**WORK INSTRUCTION:**
The answer should be each line from the entries below that has the word "filename" in it.

**Saved entries:**
________________________________________

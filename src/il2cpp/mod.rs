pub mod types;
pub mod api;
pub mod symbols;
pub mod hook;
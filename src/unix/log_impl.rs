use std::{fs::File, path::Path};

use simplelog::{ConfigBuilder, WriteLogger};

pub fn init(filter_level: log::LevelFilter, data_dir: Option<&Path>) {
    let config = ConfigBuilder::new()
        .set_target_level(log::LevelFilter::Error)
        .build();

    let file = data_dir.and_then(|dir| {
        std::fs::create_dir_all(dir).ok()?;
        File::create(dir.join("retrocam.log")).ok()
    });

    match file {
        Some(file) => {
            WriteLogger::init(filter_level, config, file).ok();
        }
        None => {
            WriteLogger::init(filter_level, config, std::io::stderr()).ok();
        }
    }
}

________________________________________

**ANSWER FOR THE TASK:**
filename src/il2cpp/mod.rs
filename src/unix/log_impl.rs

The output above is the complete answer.